TASK TO COMPLETE: If a line includes "AppState", copy it out of the entries.

*** Opening DATA FOR THE TASK ***

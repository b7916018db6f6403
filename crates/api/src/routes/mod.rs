pub mod category;
pub mod health;
pub mod media;
pub mod project;

use axum::Router;

use crate::state::AppState;

/// Build the `/api` route tree.
///
/// Route hierarchy:
///
/// ```text
/// /health                     service and database health
///
/// /categories                 list, create
/// /categories/{id}            rename, delete
///
/// /projects                   list, create (JSON or multipart)
/// /projects/{id}              get, update (JSON or multipart), delete
///
/// /media                      upload files, returns URLs
/// ```
///
/// [`api_routes`] holds everything except the upload-capable writes, which
/// live in [`upload_routes`] so the request timeout can skip them.
pub fn api_routes() -> Router<AppState> {
    Router::new()
        .merge(health::router())
        .nest("/categories", category::router())
        .nest("/projects", project::router())
}

/// Project create/update and direct media upload.
///
/// A media store write may outlast any fixed request timeout; cancelling the
/// handler mid-batch would leave stored files that nothing cleans up.
pub fn upload_routes() -> Router<AppState> {
    Router::new()
        .merge(project::upload_router())
        .merge(media::router())
}
#![allow(dead_code)]

//! In-process stand-ins for the portfolio API and the media host.

use std::net::SocketAddr;
use std::sync::{Arc, Mutex};

use aidy_media::{MediaError, MediaStore, MediaUpload, StoredMedia};
use async_trait::async_trait;
use axum::extract::{Path, State};
use axum::http::StatusCode;
use axum::routing::{get, put};
use axum::{Json, Router};
use serde_json::{json, Value};

// ---------------------------------------------------------------------------
// Stub API
// ---------------------------------------------------------------------------

#[derive(Default)]
pub struct StubData {
    pub categories: Vec<(i64, String)>,
    pub projects: Vec<Value>,
    pub next_id: i64,
    pub fail_projects: bool,
    /// Bodies of every project create/update, in order.
    pub writes: Vec<Value>,
}

pub type Stub = Arc<Mutex<StubData>>;

type Reply = (StatusCode, Json<Value>);

fn error(status: StatusCode, message: &str) -> Reply {
    (status, Json(json!({ "error": message })))
}

fn category_json(id: i64, name: &str) -> Value {
    json!({ "id": id, "name": name, "created_at": "2025-01-01T00:00:00Z" })
}

async fn list_categories(State(stub): State<Stub>) -> Reply {
    let data = stub.lock().unwrap();
    let list: Vec<Value> = data
        .categories
        .iter()
        .map(|(id, name)| category_json(*id, name))
        .collect();
    (StatusCode::OK, Json(json!(list)))
}

async fn create_category(State(stub): State<Stub>, Json(body): Json<Value>) -> Reply {
    let mut data = stub.lock().unwrap();
    let name = body["name"].as_str().unwrap_or("").trim().to_string();
    if name.is_empty() {
        return error(StatusCode::BAD_REQUEST, "Nama kategori tidak boleh kosong");
    }
    if data.categories.iter().any(|(_, n)| *n == name) {
        return error(StatusCode::BAD_REQUEST, "Kategori sudah ada");
    }
    data.next_id += 1;
    let id = data.next_id;
    data.categories.push((id, name.clone()));
    data.categories.sort_by(|a, b| a.1.cmp(&b.1));
    (StatusCode::CREATED, Json(category_json(id, &name)))
}

async fn rename_category(
    State(stub): State<Stub>,
    Path(id): Path<i64>,
    Json(body): Json<Value>,
) -> Reply {
    let mut data = stub.lock().unwrap();
    let name = body["name"].as_str().unwrap_or("").to_string();
    let Some(pos) = data.categories.iter().position(|(cid, _)| *cid == id) else {
        return error(StatusCode::NOT_FOUND, "Kategori tidak ditemukan");
    };
    let old = std::mem::replace(&mut data.categories[pos].1, name.clone());
    for project in data.projects.iter_mut() {
        if project["category"] == old.as_str() {
            project["category"] = json!(name);
        }
    }
    (StatusCode::OK, Json(category_json(id, &name)))
}

async fn delete_category(State(stub): State<Stub>, Path(id): Path<i64>) -> Reply {
    let mut data = stub.lock().unwrap();
    let Some(pos) = data.categories.iter().position(|(cid, _)| *cid == id) else {
        return error(StatusCode::NOT_FOUND, "Kategori tidak ditemukan");
    };
    let name = data.categories[pos].1.clone();
    let in_use = data
        .projects
        .iter()
        .filter(|p| p["category"] == name.as_str())
        .count();
    if in_use > 0 {
        return error(
            StatusCode::BAD_REQUEST,
            &format!("Tidak dapat menghapus kategori. {in_use} proyek masih menggunakan kategori ini."),
        );
    }
    data.categories.remove(pos);
    (StatusCode::OK, Json(json!({ "message": "Kategori berhasil dihapus" })))
}

async fn list_projects(State(stub): State<Stub>) -> Reply {
    let data = stub.lock().unwrap();
    if data.fail_projects {
        return error(StatusCode::INTERNAL_SERVER_ERROR, "An internal error occurred");
    }
    let mut list = data.projects.clone();
    list.reverse();
    (StatusCode::OK, Json(json!(list)))
}

fn project_row(id: i64, body: &Value) -> Value {
    let media = body["media_urls"].clone();
    json!({
        "id": id,
        "title": body["title"],
        "description": body["description"],
        "image_url": media.get(0).cloned().unwrap_or(Value::Null),
        "media": media,
        "category": body["category"],
    })
}

async fn create_project(State(stub): State<Stub>, Json(body): Json<Value>) -> Reply {
    let mut data = stub.lock().unwrap();
    data.writes.push(body.clone());
    data.next_id += 1;
    let row = project_row(data.next_id, &body);
    data.projects.push(row.clone());
    (StatusCode::CREATED, Json(row))
}

async fn update_project(
    State(stub): State<Stub>,
    Path(id): Path<i64>,
    Json(body): Json<Value>,
) -> Reply {
    let mut data = stub.lock().unwrap();
    data.writes.push(body.clone());
    let Some(existing) = data.projects.iter_mut().find(|p| p["id"] == id) else {
        return error(StatusCode::NOT_FOUND, "Project not found");
    };
    *existing = project_row(id, &body);
    (StatusCode::OK, Json(existing.clone()))
}

async fn delete_project(State(stub): State<Stub>, Path(id): Path<i64>) -> Reply {
    let mut data = stub.lock().unwrap();
    let before = data.projects.len();
    data.projects.retain(|p| p["id"] != id);
    if data.projects.len() == before {
        return error(StatusCode::NOT_FOUND, "Project not found");
    }
    (StatusCode::OK, Json(json!({ "message": "Project deleted successfully" })))
}

/// Start the stub API seeded with the given categories; returns its `/api` root.
pub async fn spawn_api(categories: &[&str]) -> (String, Stub) {
    let stub: Stub = Arc::default();
    {
        let mut data = stub.lock().unwrap();
        for name in categories {
            data.next_id += 1;
            let id = data.next_id;
            data.categories.push((id, name.to_string()));
        }
    }

    let app = Router::new()
        .route("/api/categories", get(list_categories).post(create_category))
        .route("/api/categories/{id}", put(rename_category).delete(delete_category))
        .route("/api/projects", get(list_projects).post(create_project))
        .route("/api/projects/{id}", put(update_project).delete(delete_project))
        .with_state(Arc::clone(&stub));

    let listener = tokio::net::TcpListener::bind("127.0.0.1:0").await.unwrap();
    let addr: SocketAddr = listener.local_addr().unwrap();
    tokio::spawn(async move {
        axum::serve(listener, app).await.unwrap();
    });
    (format!("http://{addr}/api"), stub)
}

/// Seed a project row directly.
pub fn seed_project(stub: &Stub, title: &str, category: &str, media: &[&str]) -> i64 {
    let mut data = stub.lock().unwrap();
    data.next_id += 1;
    let id = data.next_id;
    let row = project_row(
        id,
        &json!({ "title": title, "description": null, "category": category, "media_urls": media }),
    );
    data.projects.push(row);
    id
}

// ---------------------------------------------------------------------------
// Media host
// ---------------------------------------------------------------------------

/// Accepts every file except those whose name contains "bad"; records removals.
#[derive(Default)]
pub struct FakeMediaHost {
    pub stored: Mutex<Vec<String>>,
    pub removed: Mutex<Vec<String>>,
}

#[async_trait]
impl MediaStore for FakeMediaHost {
    fn name(&self) -> &'static str {
        "fake"
    }

    async fn put(&self, upload: MediaUpload) -> Result<StoredMedia, MediaError> {
        if upload.file_name.contains("bad") {
            return Err(MediaError::HttpStatus {
                status: 400,
                message: "Invalid image file".into(),
            });
        }
        let url = format!("https://media.test/{}", upload.file_name);
        self.stored.lock().unwrap().push(url.clone());
        Ok(StoredMedia {
            url,
            kind: upload.kind(),
        })
    }

    async fn remove(&self, url: &str) -> Result<(), MediaError> {
        self.removed.lock().unwrap().push(url.to_string());
        Ok(())
    }
}

pub fn file(name: &str) -> MediaUpload {
    MediaUpload::new(name, None, vec![0; 4])
}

*** Closing DATA FOR THE TASK ***

RESPONSE TO THE TASK:
use crate::state::AppState;
pub fn api_routes() -> Router<AppState> {
pub fn upload_routes() -> Router<AppState> {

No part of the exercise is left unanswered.